14 Agosto 1941 – Churchill & Roosevelt associazione a…


Il 14 agosto 1941 W. Churchill e F. D. Roosevelt s’incontrarono a bordo della corazzata inglese Prince of  Galles che stazionava davanti alla foce del fiume Potomac. I due dovevano redigere, secondo accordi, gli otto punti della “Carta Atlantica“.

Quella lontana dichiarazione, riletta oggi, sorprende e lascia quanto mai esterrefatti perché le apparenti idealistiche intenzioni che allora erano dai due manifestate, bisogna affermare a solo scopo propagandistico, sono proprio ancora rimaste, ma nessuno ci pensa più, solamente farneticazioni in una realtà successiva completamente diversa e dagli stessi personaggi in massima parte creata e voluta.

Nella Carta Atlantica fu scritto:

1) I firmatari rinunciano a vantaggi territoriali.

2) Per ogni mutamento geopolitico occorrerà l’assenso dei popoli interessati.

3) Si porrà in opera il massimo rispetto per promulgare i Diritti di tutti i Paesi.

4) Sarà fatto in modo che avvenga una ripartizione equa, tra tutti i Paesi, delle materie prime esistenti nel mondo.

5) Sarà ampiamente avvalorata la collaborazione tra tutti gli Stati.

6) Sarà ricercata in ogni maniera possibile una pace duratura tra tutti gli Stati.

7) I mari saranno assolutamente liberi e navigabili da parte di ogni Paese.

8) Dovrà essere garantito il disarmo generale e sarà fatto divieto a ciascuno di ricorrere alla forza delle armi per “appianare” le controversie tra Stati.

E ancora… per ampliare un po’…

– 1940: Franklin Delano Roosevelt, ordinò alla flotta militare del pacifico di recarsi a Pearl Harbor. L’Ammiraglio Richardson, che si opponeva, fu destituito.

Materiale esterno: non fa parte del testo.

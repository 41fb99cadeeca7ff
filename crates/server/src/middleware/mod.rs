//! HTTP middleware and request helpers.

pub mod rate_limit;
pub mod request_id;

pub use rate_limit::{RateLimiter, client_ip};
pub use request_id::{REQUEST_ID_HEADER, RequestId, request_id_middleware};
//! Status enums for bookings, checkout sessions and Odoo documents.

use serde::{Deserialize, Serialize};

/// Lifecycle of a booking row in the booking store.
#[derive(Debug, Clone, Copy, PartialEq, Eq, Hash, Serialize, Deserialize, Default)]
#[cfg_attr(feature = "postgres", derive(sqlx::Type))]
#[cfg_attr(
    feature = "postgres",
    sqlx(type_name = "booking_status", rename_all = "snake_case")
)]
#[serde(rename_all = "snake_case")]
pub enum BookingStatus {
    /// Checkout started, payment not yet received.
    #[default]
    Pending,
    /// Paid and reconciled.
    Confirmed,
    /// Cancelled or refunded.
    Cancelled,
}

impl std::fmt::Display for BookingStatus {
    fn fmt(&self, f: &mut std::fmt::Formatter<'_>) -> std::fmt::Result {
        match self {
            Self::Pending => write!(f, "pending"),
            Self::Confirmed => write!(f, "confirmed"),
            Self::Cancelled => write!(f, "cancelled"),
        }
    }
}

/// Gateway-agnostic checkout session status.
#[derive(Debug, Clone, Copy, PartialEq, Eq, Hash, Serialize, Deserialize)]
#[serde(rename_all = "snake_case")]
pub enum CheckoutStatus {
    Paid,
    Pending,
    Expired,
    Failed,
    Unknown,
}

impl CheckoutStatus {
    /// Map a Stripe `payment_status`/`status` pair.
    ///
    /// `payment_status` wins when it is decisive; the session `status` only
    /// distinguishes open from expired sessions.
    #[must_use]
    pub fn from_stripe(payment_status: Option<&str>, status: Option<&str>) -> Self {
        match (payment_status, status) {
            (Some("paid" | "no_payment_required"), _) => Self::Paid,
            (_, Some("expired")) => Self::Expired,
            (Some("unpaid"), Some("open" | "complete")) | (None, Some("open")) => Self::Pending,
            (Some("failed"), _) => Self::Failed,
            _ => Self::Unknown,
        }
    }

    /// Whether the customer has been charged.
    #[must_use]
    pub const fn is_paid(self) -> bool {
        matches!(self, Self::Paid)
    }
}

impl std::str::FromStr for CheckoutStatus {
    type Err = std::convert::Infallible;

    /// Unknown values map to [`CheckoutStatus::Unknown`].
    fn from_str(s: &str) -> Result<Self, Self::Err> {
        Ok(match s.trim().to_ascii_lowercase().as_str() {
            "paid" | "succeeded" | "complete" => Self::Paid,
            "pending" | "open" | "processing" => Self::Pending,
            "expired" => Self::Expired,
            "failed" | "canceled" | "cancelled" => Self::Failed,
            _ => Self::Unknown,
        })
    }
}

/// Kind of bookable product.
#[derive(Debug, Clone, Copy, PartialEq, Eq, Hash, Serialize, Deserialize, Default)]
#[cfg_attr(feature = "postgres", derive(sqlx::Type))]
#[cfg_attr(
    feature = "postgres",
    sqlx(type_name = "product_type", rename_all = "snake_case")
)]
#[serde(rename_all = "snake_case")]
pub enum ProductType {
    #[default]
    Experience,
    Class,
    Trip,
}

impl ProductType {
    /// Value written to `x_product_type` and to checkout metadata.
    #[must_use]
    pub const fn as_str(&self) -> &'static str {
        match self {
            Self::Experience => "experience",
            Self::Class => "class",
            Self::Trip => "trip",
        }
    }
}

impl std::fmt::Display for ProductType {
    fn fmt(&self, f: &mut std::fmt::Formatter<'_>) -> std::fmt::Result {
        f.write_str(self.as_str())
    }
}

impl std::str::FromStr for ProductType {
    type Err = String;

    fn from_str(s: &str) -> Result<Self, Self::Err> {
        match s.trim().to_ascii_lowercase().as_str() {
            "experience" => Ok(Self::Experience),
            "class" => Ok(Self::Class),
            "trip" => Ok(Self::Trip),
            other => Err(format!("invalid product type: {other}")),
        }
    }
}

/// State of an Odoo `sale.order`.
#[derive(Debug, Clone, Copy, PartialEq, Eq, Hash, Serialize, Deserialize)]
#[serde(rename_all = "snake_case")]
pub enum SaleOrderState {
    Draft,
    Sent,
    Sale,
    Done,
    Cancel,
}

impl SaleOrderState {
    /// Parse the raw `state` selection value; `None` for anything unexpected.
    #[must_use]
    pub fn parse(raw: &str) -> Option<Self> {
        match raw {
            "draft" => Some(Self::Draft),
            "sent" => Some(Self::Sent),
            "sale" => Some(Self::Sale),
            "done" => Some(Self::Done),
            "cancel" => Some(Self::Cancel),
            _ => None,
        }
    }

    /// `sale` and `done` both count as confirmed.
    #[must_use]
    pub const fn is_confirmed(self) -> bool {
        matches!(self, Self::Sale | Self::Done)
    }
}

#[cfg(test)]
mod tests {
    use super::*;

    #[test]
    fn test_checkout_status_from_stripe() {
        assert_eq!(
            CheckoutStatus::from_stripe(Some("paid"), Some("complete")),
            CheckoutStatus::Paid
        );
        assert_eq!(
            CheckoutStatus::from_stripe(Some("unpaid"), Some("open")),
            CheckoutStatus::Pending
        );
        assert_eq!(
            CheckoutStatus::from_stripe(Some("unpaid"), Some("expired")),
            CheckoutStatus::Expired
        );
        assert_eq!(
            CheckoutStatus::from_stripe(Some("weird"), None),
            CheckoutStatus::Unknown
        );
    }

    #[test]
    fn test_checkout_status_parse_is_total() {
        assert_eq!("PAID".parse(), Ok(CheckoutStatus::Paid));
        assert_eq!("zzz".parse(), Ok(CheckoutStatus::Unknown));
    }

    #[test]
    fn test_product_type_roundtrip() {
        for ty in [ProductType::Experience, ProductType::Class, ProductType::Trip] {
            assert_eq!(ty.as_str().parse::<ProductType>(), Ok(ty));
        }
        assert!("tour".parse::<ProductType>().is_err());
    }

    #[test]
    fn test_sale_order_state() {
        assert!(SaleOrderState::parse("sale").is_some_and(SaleOrderState::is_confirmed));
        assert!(SaleOrderState::parse("draft").is_some_and(|s| !s.is_confirmed()));
        assert_eq!(SaleOrderState::parse("bogus"), None);
    }
}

– 7 ottobre 1940: McCollum, analista militare della Marina redasse un memorandum in 118 punti. Indicava le maniere più idonee per obbligare il Giappone a entrare in guerra contro gli Stati Uniti. Roosevelt le attuò tutte.

– Dicembre 1940: Il Navy Group OP-20-G della Marina americana decodificò il codice segreto giapponese JN-25B. Codice attraverso cui fu trasmesso il piano di attacco a Pearl Harbor. I messaggi, decodificati nei 3 mesi precedenti, furono 26.581.

– 3 giugno 1941: Il giorno dopo l’inizio del Piano Barbarossa, il consigliere nazionale statunitense, Harold lckes, scrisse a Roosevelt: “…con  un embargo di petrolio al Giappone sì potrebbe creare una situazione attraverso cui potrebbe essere facile entrare in guerra in maniera efficace. Se fossimo indirettamente costretti a farlo, noi eviteremmo critiche di essere entrati in guerra come alleati della Russia comunista!

– 25 luglio 1941: Roosevelt congela i conti bancari giapponesi negli Stati Uniti, e blocca le forniture di petrolio.

– 10 agosto 1941: Il più noto, in seguito, agente segreto britannico, Dusko Popov, col nome in codice di “Tricycle“, comunicò all’FBI che era stato pianificato un attacco a Pearl Harbor, e che questo sarebbe avvenuto entro breve tempo.

– 14 agosto 1941: Alla Conferenza atlantica, Churchill notò il “profondo, incredibile e intenso desiderio di Roosevelt di entrare in guerra”.

– Ottobre 1941: La spia sovietica, Richard Sorge, informò il Cremlino che Pearl Harbor sarebbe stata attaccata entro 60 giorni, e la notizia fu trasmessa a Washington.

– 13 novembre 1941: L’ambasciatore tedesco in USA, Dr. Thomsen, un anti-nazista, informò gli USA che Pearl Harbor sarebbe stata attaccata.